[Work instructions]: For these records, count the lines containing the word "result" and respond with the number alone.

---------- Record excerpts ----------

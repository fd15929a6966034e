//! Unified relaynode CLI.
//!
//! - `relaynode serve` - Run the control-plane gRPC service
//!
//! The service can also be run as the standalone `relaynode-rpc` binary.

use std::process::ExitCode;

use clap::{Parser, Subcommand};

/// relaynode unified CLI.
#[derive(Parser)]
#[command(
    name = "relaynode",
    version,
    about = "Control-plane agent for proxy and relay nodes",
    propagate_version = true
)]
struct Cli {
    #[command(subcommand)]
    command: Commands,
}

#[derive(Subcommand)]
enum Commands {
    /// Run the control-plane gRPC service.
    #[command(name = "serve", alias = "server")]
    Serve(Box<relaynode_rpc::RpcArgs>),
}

#[tokio::main]
async fn main() -> ExitCode {
    let cli = Cli::parse();

    let result = match cli.command {
        Commands::Serve(args) => relaynode_rpc::cli::run(*args).await,
    };

    match result {
        Ok(()) => ExitCode::SUCCESS,
        Err(e) => {
            eprintln!("Error: {}", e);
            ExitCode::FAILURE
        }
    }
}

----------

[Answer box]: 2